Granted, sometimes they do make it easy. Like the guy who said that he worked for Apple, but with the stores closed they had employees mainly doing product training. Which sounded off to me because wouldn’t they be trained already? And even if they were getting more in-depth training, how would there still be training after three months of being at home? Apple doesn’t exactly have hundreds of products to cover.
Anyway, he asked about meeting, and I explained that I was being careful and wanted to get to know someone better before meeting to reduce risk. He then assured me that Apple sent weekly COVID tests, so he was definitely clean. I said that seemed strange that they’d do that for at-home employees, and he said, “It’s Apple. They want to make sure we’re all okay.”
To be clear, he was suggesting that Apple is paying for every one of its stores’ employees to be tested every week. Even though those employees can’t infect colleagues or customers.
Apple. A company that manufactures products in China to take advantage of the painfully low minimum wages there. A company that had to install “suicide nets” because too many workers were jumping off the roof.
Yep, definitely sounds like a company that would care enough to spend millions of dollars testing at-home employees.

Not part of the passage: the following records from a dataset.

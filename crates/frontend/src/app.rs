use crate::layout::global_context::AppGlobalContext;
use crate::layout::ModalService;
use crate::routes::routes::AppRoutes;
use crate::shared::config::AppConfig;
use leptos::prelude::*;
use thaw::ConfigProvider;

#[component]
pub fn App() -> impl IntoView {
    let config = AppConfig::load();
    log::info!("Salon admin started, API base {}", config.api_base);

    // Provide the AppGlobalContext store to the whole app via context.
    provide_context(AppGlobalContext::new());

    // Blocking alerts (validation, save results, request failures)
    provide_context(ModalService::new());

    provide_context(config);

    view! {
        <ConfigProvider>
            <AppRoutes />
        </ConfigProvider>
    }
}
use contracts::domain::a001_employee::{Employee, EmployeeDto};
use contracts::domain::common::AggregateRoot;
use gloo_net::http::Request;

use crate::shared::api_utils::{api_url, ensure_ok, read_collection, read_record};

/// Fetch all employees
pub async fn fetch_employees() -> Result<Vec<Employee>, String> {
    let response = Request::get(&api_url(&Employee::collection_path()))
        .send()
        .await
        .map_err(|e| format!("Failed to send request: {}", e))?;

    read_collection(response, Employee::collection_name()).await
}

/// Fetch one employee by backend id
pub async fn fetch_employee(id: &str) -> Result<Employee, String> {
    let response = Request::get(&api_url(&Employee::record_path(id)))
        .send()
        .await
        .map_err(|e| format!("Failed to send request: {}", e))?;

    read_record(response, Employee::element_name()).await
}

/// Create new employee
pub async fn create_employee(dto: &EmployeeDto) -> Result<(), String> {
    let response = Request::post(&api_url(&Employee::collection_path()))
        .json(dto)
        .map_err(|e| format!("Failed to serialize request: {}", e))?
        .send()
        .await
        .map_err(|e| format!("Failed to send request: {}", e))?;

    ensure_ok(&response, "create employee")
}

/// Update employee
pub async fn update_employee(id: &str, dto: &EmployeeDto) -> Result<(), String> {
    let response = Request::put(&api_url(&Employee::record_path(id)))
        .json(dto)
        .map_err(|e| format!("Failed to serialize request: {}", e))?
        .send()
        .await
        .map_err(|e| format!("Failed to send request: {}", e))?;

    ensure_ok(&response, "update employee")
}

/// Delete employee
pub async fn delete_employee(id: &str) -> Result<(), String> {
    let response = Request::delete(&api_url(&Employee::record_path(id)))
        .send()
        .await
        .map_err(|e| format!("Failed to send request: {}", e))?;

    ensure_ok(&response, "delete employee")
}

I tweeted Apple to see if I could get them to officially repudiate his claim, so I kept talking to him for a bit to see if I could do a gotcha. Alas, no response. But in the meantime he asked again to meet that night. Sigh.
I tried to jokingly demur that meeting would require me to put effort into my look. He said not to worry about that. I said no, I’d have to at least shower and wash my hair and that just sounded like too much work haha. He tried to insist it was fine, so I finally just asked him whether pressuring a woman to meet after she’d said no generally worked for him.
He backtracked quickly and said he was just presenting solutions to the obstacles I mentioned. Ignoring that I’d said no to meeting so soon earlier in the conversation. Whee.
When we’re not mired in a quasi-apocalypse, choosing a guy is relatively easy. You chat a bit with a few guys, narrow down some promising candidates, and then go on some dates to see how you click with them in person. Then choose the one who works best. Or if you’re me, just keep seeing the ones you like.
Now you have to try to figure out which guys are trustworthy, which ones you’ll click with in person and then try to figure out who is the best, safest choice — all without actually meeting.
And for obvious reasons, if that doesn’t work, you probably need to wait two weeks before meeting the next one. And that’s not even taking into account that they now estimate that 40% of cases are asymptomatic. So even 14 days with no symptoms doesn’t guarantee you’re not a plague-bearer.
I guess if you meet with masks and stay six feet apart, you could meet with multiple guys in short order. But at that distance and with half your face covered, I personally don’t think that tells you anything more than a video chat does. And at least in a video chat you can see what they look like (as in, whether the profile pictures were accurate).
I’m well aware I might get some grief for even thinking about dating — especially while Phoenix is a hot spot.
I know it’s smarter to stay alone. especially while things are bad. But this spike is going to go on for many weeks. Frankly, I think that as things die down and we reopen, people are still going to go back to bars and clubs and other generally packed areas. I don’t trust them to learn their lesson with just one spate of deaths and hospitalizations. I hope I’m wrong, but I don’t think I am.
We’re gonna be a hot spot for probably months. Again, would love to be wrong but…
And humans need other humans. Yeah, that’s kind of a cop-out. I’m sure technically I could make it until a vaccine/herd immunity. But it wouldn’t be pretty. So I’m choosing to try to be careful to try to mitigate risk and still explore dating in a COVID world.
I’ll have the details of my efforts thus far in part 2 which will be up next week.
Anyone else dumb enough to brave the dating sites?